Noch laufen die lezten Bau- und Malerarbeiten, aber am 2. April wird die Station die ersten Patientinnen und Patienten empfangen können

Zurzeit hat es noch offene Stellen, wie können sich potenzielle neue Mitarbeitende die Arbeit auf der neuen Station vorstellen?

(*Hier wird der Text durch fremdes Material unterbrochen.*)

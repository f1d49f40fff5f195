//! Request/response client for the task backend.

use chrono::{DateTime, Utc};
use reqwest::Url;
use serde::{Deserialize, Serialize};
use serde_json::{Value, json};
use std::future::Future;
use tracing::error;

use crate::config::ClientConfig;
use task_convo::SessionId;

#[derive(Debug, thiserror::Error)]
pub enum ApiError {
    #[error("backend is unavailable")]
    Unavailable,

    #[error("backend returned {status}: {body}")]
    Status { status: u16, body: String },

    #[error("malformed response: {0}")]
    Decode(String),

    #[error(transparent)]
    Other(#[from] anyhow::Error),
}

impl ApiError {
    pub fn from_reqwest(err: reqwest::Error) -> Self {
        if err.is_connect() || err.is_timeout() {
            Self::Unavailable
        } else if err.is_decode() {
            Self::Decode(err.to_string())
        } else {
            Self::Other(err.into())
        }
    }
}

/// One row of the navigation list.
#[derive(Debug, Clone, PartialEq, Eq, Serialize, Deserialize)]
pub struct SessionSummary {
    #[serde(alias = "sessionId", alias = "id")]
    pub session_id: SessionId,
    #[serde(default)]
    pub title: Option<String>,
    #[serde(default, alias = "createdAt")]
    pub created_at: Option<String>,
}

impl SessionSummary {
    /// Creation time, when the backend sent a parseable RFC 3339 timestamp.
    pub fn created(&self) -> Option<DateTime<Utc>> {
        let raw = self.created_at.as_deref()?;
        DateTime::parse_from_rfc3339(raw)
            .ok()
            .map(|dt| dt.with_timezone(&Utc))
    }

    /// Title, or the id when the backend has none.
    pub fn display_title(&self) -> &str {
        self.title
            .as_deref()
            .filter(|t| !t.trim().is_empty())
            .unwrap_or(self.session_id.as_str())
    }
}

/// Newest first; rows without a parseable timestamp go last in their
/// original order.
pub fn sort_newest_first(sessions: &mut [SessionSummary]) {
    sessions.sort_by(|a, b| b.created().cmp(&a.created()));
}

/// Takes the assigned id from a create-session response: the first present
/// of `sessionId`, `id`, `session_id`.
pub fn extract_session_id(body: &Value) -> Option<SessionId> {
    ["sessionId", "id", "session_id"]
        .iter()
        .filter_map(|key| body.get(key))
        .find_map(|value| match value {
            Value::String(s) if !s.trim().is_empty() => Some(SessionId::from(s.trim())),
            Value::Number(n) => Some(SessionId::new(n.to_string())),
            _ => None,
        })
}

/// The backend operations the session controller depends on.
pub trait Backend: Send + Sync + 'static {
    fn list_sessions(&self) -> impl Future<Output = Result<Vec<SessionSummary>, ApiError>> + Send;

    fn create_session(
        &self,
        name: &str,
    ) -> impl Future<Output = Result<SessionId, ApiError>> + Send;

    /// Raw history body for a session; rows are extracted and normalized by
    /// the history loader.
    fn fetch_history(
        &self,
        session_id: &SessionId,
    ) -> impl Future<Output = Result<Value, ApiError>> + Send;

    /// Sends a command and returns the raw reply body.
    fn send_command(
        &self,
        session_id: &SessionId,
        text: &str,
    ) -> impl Future<Output = Result<Value, ApiError>> + Send;
}

/// [`Backend`] over HTTP with reqwest.
#[derive(Debug, Clone)]
pub struct HttpBackend {
    client: reqwest::Client,
    base_url: Url,
}

impl HttpBackend {
    pub fn new(config: &ClientConfig) -> Result<Self, ApiError> {
        let base_url = Url::parse(&config.base_url)
            .map_err(|e| anyhow::anyhow!("invalid base URL {:?}: {}", config.base_url, e))?;
        if base_url.cannot_be_a_base() {
            return Err(anyhow::anyhow!("base URL {:?} cannot carry paths", config.base_url).into());
        }

        let mut builder = reqwest::Client::builder();
        if let Some(timeout) = config.request_timeout {
            builder = builder.timeout(timeout);
        }
        let client = builder.build().map_err(ApiError::from_reqwest)?;

        Ok(Self { client, base_url })
    }

    fn endpoint(&self, segments: &[&str]) -> Url {
        let mut url = self.base_url.clone();
        if let Ok(mut path) = url.path_segments_mut() {
            path.pop_if_empty().extend(segments);
        }
        url
    }

    async fn read_json(resp: reqwest::Response, what: &str) -> Result<Value, ApiError> {
        let status = resp.status();
        if !status.is_success() {
            let body = resp.text().await.unwrap_or_default();
            error!(%status, "{} failed", what);
            return Err(ApiError::Status {
                status: status.as_u16(),
                body,
            });
        }
        resp.json().await.map_err(ApiError::from_reqwest)
    }
}

impl Backend for HttpBackend {
    async fn list_sessions(&self) -> Result<Vec<SessionSummary>, ApiError> {
        let resp = self
            .client
            .get(self.endpoint(&["history"]))
            .send()
            .await
            .map_err(ApiError::from_reqwest)?;
        let body = Self::read_json(resp, "list sessions").await?;
        serde_json::from_value(body).map_err(|e| ApiError::Decode(e.to_string()))
    }

    async fn create_session(&self, name: &str) -> Result<SessionId, ApiError> {
        let resp = self
            .client
            .post(self.endpoint(&["new-session"]))
            .json(&json!({ "name": name }))
            .send()
            .await
            .map_err(ApiError::from_reqwest)?;
        let body = Self::read_json(resp, "create session").await?;
        extract_session_id(&body)
            .ok_or_else(|| ApiError::Decode(format!("no session id in response: {body}")))
    }

    async fn fetch_history(&self, session_id: &SessionId) -> Result<Value, ApiError> {
        let resp = self
            .client
            .get(self.endpoint(&[session_id.as_str(), "history"]))
            .send()
            .await
            .map_err(ApiError::from_reqwest)?;
        Self::read_json(resp, "fetch history").await
    }

    async fn send_command(&self, session_id: &SessionId, text: &str) -> Result<Value, ApiError> {
        let resp = self
            .client
            .post(self.endpoint(&[session_id.as_str(), "newChat"]))
            .json(&json!({ "message": text }))
            .send()
            .await
            .map_err(ApiError::from_reqwest)?;
        Self::read_json(resp, "send command").await
    }
}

Das Stationsteam wird sich gut kennen und sehr eng zusammenarbeiten. Diejenigen, die wir schon rekrutieren konnten, sind alle sehr sympathische und beruflich beeindruckend fähige Leute. Das Team profitiert von der Kompaktheit der Station (mit allen notwendigen Strukturen vor Ort) und von Teamräumen, in denen auch ein Rückzug und – neben den sehr wichtigen Teambesprechungen und vielfältigen Supervisionen, die wir immer für das ganze Team anbieten – ein spontaner und informeller Austausch möglich sein wird. Die Stellen sind so aufeinander abgestimmt, dass sie interdisziplinär wirklich gut miteinander harmonieren. Die stabil arbeitenden, kleinen Patientengruppen ermöglichen eine tiefe Auseinandersetzung mit den Patientinnen und Patienten, was nicht zu Letzt in der Bezugspflege sehr zentral ist. Und: Wenn ich ehrlich bin, freue ich mich, dass ich gelegentlich auch ein bisschen dort mitarbeiten darf.